Improve the gathering of the elements so that unwanted EXT operations can be avoided

rohitaggarwal007 · March 24, 2025, 10:37am

Hi,

I am working on a problem in which a kernel is SLP vectorized and lead to generation of insertelements followed by zext. On lowering, the assembly looks like below:

    vmovd   %r9d, %xmm0
    vpinsrb $1, (%rdi,%rsi), %xmm0, %xmm0
    vpinsrb $2, (%rdi,%rsi,2), %xmm0, %xmm0
    vpinsrb $3, (%rdi,%rcx), %xmm0, %xmm0
    vpinsrb $4, (%rdi,%rsi,4), %xmm0, %xmm0
    vpinsrb $5, (%rdi,%rax), %xmm0, %xmm0
    vpinsrb $6, (%rdi,%rcx,2), %xmm0, %xmm0
    vpinsrb $7, (%rdi,%r8), %xmm0, %xmm0
    vpmovzxbw       %xmm0, %xmm0            # xmm0 = xmm0[0],zero,xmm0[1],zero,xmm0[2],zero,xmm0[3],zero,xmm0[4],zero,xmm0[5],zero,xmm0[6],zero,xmm0[7],zero
    vpmaddwd        (%rdx), %xmm0, %xmm0

After all the insrb, xmm0 looks like
xmm0=xmm0[0],xmm0[1],xmm0[2],xmm0[3],xmm0[4],xmm0[5],xmm0[6],xmm0[7],zero,zero,zero,zero,zero,zero,zero,zero
Here vpmovzxbw perform the extension of i8 to i16. But it is expensive operation and I want to remove it.

Optimization
Place the value in correct location while inserting so that zext can be avoid.
While lowering, we can write a custom lowerOperation for zero_extend_vector_inreg opcode. We can override the current default operation with my custom in the legalization step.

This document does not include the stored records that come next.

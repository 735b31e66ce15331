//! Capture the working tree as a new commit.

use anyhow::Result;
use strata_core::Store;

use crate::output::ConsoleReporter;

pub fn run(msg: &str, reporter: &mut ConsoleReporter) -> Result<()> {
    let store = Store::discover()?;
    strata_core::ops::commit(&store, msg, reporter)?;
    Ok(())
}
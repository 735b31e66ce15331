//! Reference resolution: user string to commit id.
//!
//! Resolution order: exact branch name, then full 40-hex commit id, then a
//! unique hex prefix of length >= 4. The token `HEAD` resolves to the
//! current HEAD target.

use crate::error::{Error, Result};
use crate::id::{is_hex_prefix, CommitId};
use crate::record::Head;
use crate::store::Store;
use crate::HEAD_TOKEN;

/// A resolved reference. `branch` carries the branch name when the input
/// named one (directly or through an attached HEAD), so checkout knows
/// whether to attach.
#[derive(Debug, Clone, PartialEq)]
pub struct Resolved {
    pub id: CommitId,
    pub branch: Option<String>,
}

/// Resolve the current HEAD target.
///
/// An attached HEAD whose branch has no commit yet (the freshly initialized
/// state) fails with [`Error::NoCommitsYet`].
pub fn resolve_head(store: &Store) -> Result<Resolved> {
    match store.head()? {
        Head::Commit(id) => Ok(Resolved { id, branch: None }),
        Head::Branch(name) => match store.branch_target(&name)? {
            Some(id) => Ok(Resolved {
                id,
                branch: Some(name),
            }),
            None => Err(Error::NoCommitsYet),
        },
    }
}

/// Resolve a user-supplied reference string.
pub fn resolve(store: &Store, reference: &str) -> Result<Resolved> {
    if reference == HEAD_TOKEN {
        return resolve_head(store);
    }

    if let Some(id) = store.branch_target(reference)? {
        return Ok(Resolved {
            id,
            branch: Some(reference.to_string()),
        });
    }

    // The branch HEAD is attached to exists as a name even before its first
    // commit; referring to it at that point is an unknown *branch*, not an
    // unknown ref.
    if store.head()?.branch_name() == Some(reference) {
        return Err(Error::UnknownBranch {
            name: reference.to_string(),
        });
    }

    if let Some(id) = CommitId::from_hex(reference) {
        if store.commit(&id)?.is_some() {
            return Ok(Resolved { id, branch: None });
        }
    }

    if is_hex_prefix(reference) {
        let prefix = reference.to_ascii_lowercase();
        let matches: Vec<CommitId> = store
            .commit_ids()?
            .into_iter()
            .filter(|id| id.to_hex().starts_with(&prefix))
            .collect();
        match matches.len() {
            0 => {}
            1 => {
                return Ok(Resolved {
                    id: matches[0],
                    branch: None,
                })
            }
            _ => {
                return Err(Error::AmbiguousRef {
                    reference: reference.to_string(),
                    matches,
                })
            }
        }
    }

    Err(Error::UnknownRef {
        reference: reference.to_string(),
    })
}

/// Resolve an optional reference, defaulting to HEAD.
pub fn resolve_opt(store: &Store, reference: Option<&str>) -> Result<Resolved> {
    match reference {
        Some(reference) => resolve(store, reference),
        None => resolve_head(store),
    }
}
#![allow(dead_code)] // each test binary uses a different slice of the fixture

//! Shared fixture for engine integration tests.
//!
//! Each fixture is a throwaway tracked root in a tempdir, driven through
//! the public operation layer with a recording reporter. Tests exercise the
//! real GNU tar subprocess.

use std::fs;
use std::path::PathBuf;

use strata_core::{ops, Commit, MemoryReporter, Store};
use tempfile::TempDir;

pub struct Fixture {
    // Held for its Drop; the path must outlive the store.
    _dir: TempDir,
    pub store: Store,
}

impl Fixture {
    pub fn new() -> Self {
        let dir = TempDir::new().expect("tempdir");
        let store = Store::init(dir.path()).expect("init store");
        Self { _dir: dir, store }
    }

    pub fn path(&self, rel: &str) -> PathBuf {
        self.store.root().join(rel)
    }

    pub fn write(&self, rel: &str, content: &str) {
        let path = self.path(rel);
        if let Some(parent) = path.parent() {
            fs::create_dir_all(parent).expect("create parent dirs");
        }
        fs::write(path, content).expect("write file");
    }

    pub fn read(&self, rel: &str) -> String {
        fs::read_to_string(self.path(rel)).expect("read file")
    }

    pub fn exists(&self, rel: &str) -> bool {
        self.path(rel).exists()
    }

    pub fn commit(&self, msg: &str) -> Commit {
        ops::commit(&self.store, msg, &mut MemoryReporter::new()).expect("commit")
    }

    pub fn branch(&self, name: &str) {
        ops::branch(&self.store, Some(name), None, false, false, &mut MemoryReporter::new())
            .expect("create branch")
    }

    pub fn checkout_force(&self, reference: &str) {
        ops::checkout(&self.store, Some(reference), true, &mut MemoryReporter::new())
            .expect("checkout")
    }
}
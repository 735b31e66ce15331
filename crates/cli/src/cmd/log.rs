//! Show commit history, grouped by starting ref.

use anyhow::Result;
use strata_core::Store;

use crate::output::ConsoleReporter;

pub fn run(refs: &[String], all: bool, full: bool, reporter: &mut ConsoleReporter) -> Result<()> {
    let store = Store::discover()?;
    reporter.set_full(full);
    strata_core::ops::log(&store, refs, all, reporter)?;
    Ok(())
}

The changes proposed are state below:

    vpinsrb $2, (%rdi,%rsi), %xmm0, %xmm0
    vpinsrb $4, (%rdi,%rsi,2), %xmm0, %xmm0
    vpinsrb $6, (%rdi,%rcx), %xmm0, %xmm0
    vpinsrb $8, (%rdi,%rsi,4), %xmm0, %xmm0
    vpinsrb $a, (%rdi,%rax), %xmm0, %xmm0
    vpinsrb $c, (%rdi,%rcx,2), %xmm0, %xmm0
    vpinsrb $e, (%rdi,%r8), %xmm0, %xmm0 # xmm0 = xmm0[0],zero,xmm0[1],zero,xmm0[2],zero,xmm0[3],zero,xmm0[4],zero,xmm0[5],zero,xmm0[6],zero,xmm0[7],zero            
    vpmaddwd        (%rdx), %xmm0, %xmm0

Is my approach sound?
What is the convention or the practice followed by our community to handle such custom operation?
In which part of selectionDAG framework, this should go?

Thanks in advance.

Thanks,
Rohit Aggarwal

rohitaggarwal007 · March 27, 2025, 5:11am

Gentle Reminder!

phoebe · March 27, 2025, 8:39am

CC @RKSimon

@rohitaggarwal007 can you paste the IR here? Using interval vpinsrb looks good to me, but we need to clear xmm0 at the beginning.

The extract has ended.